By Thomas English
A now-fired “public affairs specialist” who created a multimillion-dollar cartoon for his agency that virtually no one watches, is now warning that the Department of Government Efficiency’s (DOGE’s) budget cuts could weaken disaster preparedness.
Tom Di Liberto, the ousted employee, called his termination from the National Oceanic and Atmospheric Administration (NOAA) “ridiculous” in a Monday interview with CNN’s John Berman, adding that he expects DOGE’s reductions to hinder hurricane and disaster readiness. Di Liberto was the creator and star of “Teek and Tom Explore Planet Earth,” an animated series produced by NOAA at a cost exceeding $3 million, according to federal spending records. (RELATED: San Francisco Federal Judge Orders OPM To Rescind Mass Firing Emails)
“I got a boilerplate email about 3:45 p.m. that kind of followed the [Office of Personnel Management] directives that said that I’m a probationary employee, so I could be assessed, and that my skills and abilities no longer met the agency’s needs — which is ridiculous,” he said. “A ton of people got fired — that’s basically going to lead to a short-staffed agency that was already short-staffed, now trying to do more with less. And that is just asking for a disaster to happen.”
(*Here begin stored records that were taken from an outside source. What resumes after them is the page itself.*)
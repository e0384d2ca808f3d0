use super::{Boosts, MoveData};

const fn raise(atk: i8, def: i8, spa: i8, spd: i8, spe: i8) -> Boosts {
    Boosts {
        atk,
        def,
        spa,
        spd,
        spe,
        accuracy: 0,
        evasion: 0,
    }
}

const Z_ATK_1: Option<Boosts> = Some(raise(1, 0, 0, 0, 0));
const Z_DEF_1: Option<Boosts> = Some(raise(0, 1, 0, 0, 0));
const Z_SPD_1: Option<Boosts> = Some(raise(0, 0, 0, 1, 0));
const Z_SPE_1: Option<Boosts> = Some(raise(0, 0, 0, 0, 1));
const Z_ALL_1: Option<Boosts> = Some(Boosts::all(1));

// Ref: pokemon-showdown/data/moves.ts (num omitted; `boosts` and `zMove.boost` kept).
pub static MOVES: phf::Map<&'static str, MoveData> = phf::phf_map! {
    "acupressure" => MoveData { id: "acupressure", name: "Acupressure", gen: 4, ..MoveData::DEFAULT },
    "agility" => MoveData {
        id: "agility", name: "Agility", move_type: "Psychic", boosts: raise(0, 0, 0, 0, 2),
        ..MoveData::DEFAULT
    },
    "amnesia" => MoveData {
        id: "amnesia", name: "Amnesia", move_type: "Psychic", boosts: raise(0, 0, 0, 2, 0),
        ..MoveData::DEFAULT
    },
    "batonpass" => MoveData { id: "batonpass", name: "Baton Pass", gen: 2, ..MoveData::DEFAULT },
    "bellydrum" => MoveData { id: "bellydrum", name: "Belly Drum", gen: 2, ..MoveData::DEFAULT },
    "bodyslam" => MoveData { id: "bodyslam", name: "Body Slam", ..MoveData::DEFAULT },
    "bonemerang" => MoveData {
        id: "bonemerang", name: "Bonemerang", move_type: "Ground", ..MoveData::DEFAULT
    },
    "bulkup" => MoveData {
        id: "bulkup", name: "Bulk Up", gen: 3, move_type: "Fighting", boosts: raise(1, 1, 0, 0, 0),
        ..MoveData::DEFAULT
    },
    "calmmind" => MoveData {
        id: "calmmind", name: "Calm Mind", gen: 3, move_type: "Psychic", boosts: raise(0, 0, 1, 1, 0),
        ..MoveData::DEFAULT
    },
    "celebrate" => MoveData {
        id: "celebrate", name: "Celebrate", gen: 6, z_boosts: Z_ALL_1, ..MoveData::DEFAULT
    },
    "chargebeam" => MoveData {
        id: "chargebeam", name: "Charge Beam", gen: 4, move_type: "Electric", ..MoveData::DEFAULT
    },
    "conversion" => MoveData {
        id: "conversion", name: "Conversion", z_boosts: Z_ALL_1, ..MoveData::DEFAULT
    },
    "curse" => MoveData { id: "curse", name: "Curse", gen: 2, move_type: "Ghost", ..MoveData::DEFAULT },
    "diamondstorm" => MoveData {
        id: "diamondstorm", name: "Diamond Storm", gen: 6, move_type: "Rock", ..MoveData::DEFAULT
    },
    "doubleteam" => MoveData {
        id: "doubleteam", name: "Double Team",
        boosts: Boosts { evasion: 1, ..Boosts::NONE },
        ..MoveData::DEFAULT
    },
    "dragondance" => MoveData {
        id: "dragondance", name: "Dragon Dance", gen: 3, move_type: "Dragon",
        boosts: raise(1, 0, 0, 0, 1),
        ..MoveData::DEFAULT
    },
    "earthquake" => MoveData {
        id: "earthquake", name: "Earthquake", move_type: "Ground", ..MoveData::DEFAULT
    },
    "encore" => MoveData {
        id: "encore", name: "Encore", gen: 2, z_boosts: Z_SPE_1, ..MoveData::DEFAULT
    },
    "fellstinger" => MoveData {
        id: "fellstinger", name: "Fell Stinger", gen: 6, move_type: "Bug", ..MoveData::DEFAULT
    },
    "fierydance" => MoveData {
        id: "fierydance", name: "Fiery Dance", gen: 5, move_type: "Fire", ..MoveData::DEFAULT
    },
    "fissure" => MoveData {
        id: "fissure", name: "Fissure", move_type: "Ground", ohko: true, ..MoveData::DEFAULT
    },
    "flamecharge" => MoveData {
        id: "flamecharge", name: "Flame Charge", gen: 5, move_type: "Fire", ..MoveData::DEFAULT
    },
    "flamethrower" => MoveData {
        id: "flamethrower", name: "Flamethrower", move_type: "Fire", ..MoveData::DEFAULT
    },
    "flowershield" => MoveData {
        id: "flowershield", name: "Flower Shield", gen: 6, move_type: "Fairy", ..MoveData::DEFAULT
    },
    "growl" => MoveData {
        id: "growl", name: "Growl", boosts: raise(-1, 0, 0, 0, 0), z_boosts: Z_DEF_1,
        ..MoveData::DEFAULT
    },
    "guillotine" => MoveData {
        id: "guillotine", name: "Guillotine", ohko: true, ..MoveData::DEFAULT
    },
    "happyhour" => MoveData {
        id: "happyhour", name: "Happy Hour", gen: 6, z_boosts: Z_ALL_1, ..MoveData::DEFAULT
    },
    "horndrill" => MoveData {
        id: "horndrill", name: "Horn Drill", ohko: true, ..MoveData::DEFAULT
    },
    "hydropump" => MoveData {
        id: "hydropump", name: "Hydro Pump", move_type: "Water", ..MoveData::DEFAULT
    },
    "hypnosis" => MoveData {
        id: "hypnosis", name: "Hypnosis", move_type: "Psychic", z_boosts: Z_SPE_1,
        ..MoveData::DEFAULT
    },
    "icebeam" => MoveData { id: "icebeam", name: "Ice Beam", move_type: "Ice", ..MoveData::DEFAULT },
    "irondefense" => MoveData {
        id: "irondefense", name: "Iron Defense", gen: 3, move_type: "Steel",
        boosts: raise(0, 2, 0, 0, 0),
        ..MoveData::DEFAULT
    },
    "lovelykiss" => MoveData {
        id: "lovelykiss", name: "Lovely Kiss", z_boosts: Z_SPE_1, ..MoveData::DEFAULT
    },
    "meanlook" => MoveData {
        id: "meanlook", name: "Mean Look", gen: 2, z_boosts: Z_SPD_1, ..MoveData::DEFAULT
    },
    "minimize" => MoveData {
        id: "minimize", name: "Minimize",
        boosts: Boosts { evasion: 2, ..Boosts::NONE },
        ..MoveData::DEFAULT
    },
    "nastyplot" => MoveData {
        id: "nastyplot", name: "Nasty Plot", gen: 4, move_type: "Dark", boosts: raise(0, 0, 2, 0, 0),
        ..MoveData::DEFAULT
    },
    "poweruppunch" => MoveData {
        id: "poweruppunch", name: "Power-Up Punch", gen: 6, move_type: "Fighting",
        ..MoveData::DEFAULT
    },
    "protect" => MoveData { id: "protect", name: "Protect", gen: 2, ..MoveData::DEFAULT },
    "psychic" => MoveData { id: "psychic", name: "Psychic", move_type: "Psychic", ..MoveData::DEFAULT },
    "quiverdance" => MoveData {
        id: "quiverdance", name: "Quiver Dance", gen: 5, move_type: "Bug",
        boosts: raise(0, 0, 1, 1, 1),
        ..MoveData::DEFAULT
    },
    "rage" => MoveData { id: "rage", name: "Rage", ..MoveData::DEFAULT },
    "raindance" => MoveData {
        id: "raindance", name: "Rain Dance", gen: 2, move_type: "Water", z_boosts: Z_SPE_1,
        ..MoveData::DEFAULT
    },
    "recover" => MoveData { id: "recover", name: "Recover", ..MoveData::DEFAULT },
    "rest" => MoveData { id: "rest", name: "Rest", move_type: "Psychic", ..MoveData::DEFAULT },
    "rockpolish" => MoveData {
        id: "rockpolish", name: "Rock Polish", gen: 4, move_type: "Rock", boosts: raise(0, 0, 0, 0, 2),
        ..MoveData::DEFAULT
    },
    "rototiller" => MoveData {
        id: "rototiller", name: "Rototiller", gen: 6, move_type: "Ground", ..MoveData::DEFAULT
    },
    "sheercold" => MoveData {
        id: "sheercold", name: "Sheer Cold", gen: 3, move_type: "Ice", ohko: true,
        ..MoveData::DEFAULT
    },
    "shellsmash" => MoveData {
        id: "shellsmash", name: "Shell Smash", gen: 5,
        boosts: Boosts { atk: 2, def: -1, spa: 2, spd: -1, spe: 2, ..Boosts::NONE },
        ..MoveData::DEFAULT
    },
    "sing" => MoveData { id: "sing", name: "Sing", z_boosts: Z_SPE_1, ..MoveData::DEFAULT },
    "skullbash" => MoveData { id: "skullbash", name: "Skull Bash", ..MoveData::DEFAULT },
    "sleeppowder" => MoveData {
        id: "sleeppowder", name: "Sleep Powder", move_type: "Grass", z_boosts: Z_SPE_1,
        ..MoveData::DEFAULT
    },
    "sleeptalk" => MoveData { id: "sleeptalk", name: "Sleep Talk", gen: 2, ..MoveData::DEFAULT },
    "spiderweb" => MoveData {
        id: "spiderweb", name: "Spider Web", gen: 2, move_type: "Bug", z_boosts: Z_DEF_1,
        ..MoveData::DEFAULT
    },
    "splash" => MoveData {
        id: "splash", name: "Splash", z_boosts: Some(raise(3, 0, 0, 0, 0)), ..MoveData::DEFAULT
    },
    "spore" => MoveData { id: "spore", name: "Spore", move_type: "Grass", ..MoveData::DEFAULT },
    "stockpile" => MoveData { id: "stockpile", name: "Stockpile", gen: 3, ..MoveData::DEFAULT },
    "stringshot" => MoveData {
        id: "stringshot", name: "String Shot", move_type: "Bug", boosts: raise(0, 0, 0, 0, -2),
        z_boosts: Z_SPE_1,
        ..MoveData::DEFAULT
    },
    "substitute" => MoveData { id: "substitute", name: "Substitute", ..MoveData::DEFAULT },
    "sunnyday" => MoveData {
        id: "sunnyday", name: "Sunny Day", gen: 2, move_type: "Fire", z_boosts: Z_SPE_1,
        ..MoveData::DEFAULT
    },
    "surf" => MoveData { id: "surf", name: "Surf", move_type: "Water", ..MoveData::DEFAULT },
    "swagger" => MoveData {
        id: "swagger", name: "Swagger", gen: 2, boosts: raise(2, 0, 0, 0, 0), ..MoveData::DEFAULT
    },
    "swordsdance" => MoveData {
        id: "swordsdance", name: "Swords Dance", boosts: raise(2, 0, 0, 0, 0), ..MoveData::DEFAULT
    },
    "tackle" => MoveData { id: "tackle", name: "Tackle", ..MoveData::DEFAULT },
    "tailwhip" => MoveData {
        id: "tailwhip", name: "Tail Whip", boosts: raise(0, -1, 0, 0, 0), z_boosts: Z_ATK_1,
        ..MoveData::DEFAULT
    },
    "thunderbolt" => MoveData {
        id: "thunderbolt", name: "Thunderbolt", move_type: "Electric", ..MoveData::DEFAULT
    },
    "thunderwave" => MoveData {
        id: "thunderwave", name: "Thunder Wave", move_type: "Electric", ..MoveData::DEFAULT
    },
    "toxic" => MoveData { id: "toxic", name: "Toxic", move_type: "Poison", ..MoveData::DEFAULT },
    "uturn" => MoveData { id: "uturn", name: "U-turn", gen: 4, move_type: "Bug", ..MoveData::DEFAULT },
    "willowisp" => MoveData {
        id: "willowisp", name: "Will-O-Wisp", gen: 3, move_type: "Fire", ..MoveData::DEFAULT
    },
};

pub fn get_move(name: &str) -> Option<&'static MoveData> {
    MOVES.get(super::to_id(name).as_str())
}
The five-part series, intended to educate children about Earth’s weather and climate, stars Di Liberto as himself alongside Teek, an apparently androgynous, cyclopean extraterrestrial from the planet “Queloz.” Teek is addressed using they/them, or “gender-neutral” pronouns in transcripts provided on NOAA’s website. The series’ most popular installment, “Episode 4: An Ocean of Data From Cool Technology,” has amassed only 150 views on YouTube as of Monday. Virtually one one watches the series, despite all the taxpayer money used to create it.
The agency’s layoffs affected 880 NOAA employees as President Donald Trump continues his broader purge of federal probationary workers, CBS News reported Friday. About 5% of the agency’s staff was fired in the first round of cuts, while individuals deemed critical to NOAA’s functioning — namely National Weather Service meteorologists — were largely spared.
“Well, I’m going to a protest later today. I’m gonna keep speaking out about the importance of NOAA. I’m going to represent those who were fired and also the amazing people who are still left at NOAA,” Di Liberto said. “I’m gonna keep looking for jobs, uh, as it relates to communication, about weather and climate. It’s what I love to do, and I’d like to keep doing that.”
Di Liberto is “#OpenToWork,” according to a border surrounding his LinkedIn profile picture. He graduated from Cornell University in 2006 and later worked as a Maryland-based meteorologist before creating “Teek and Tom” for NOAA.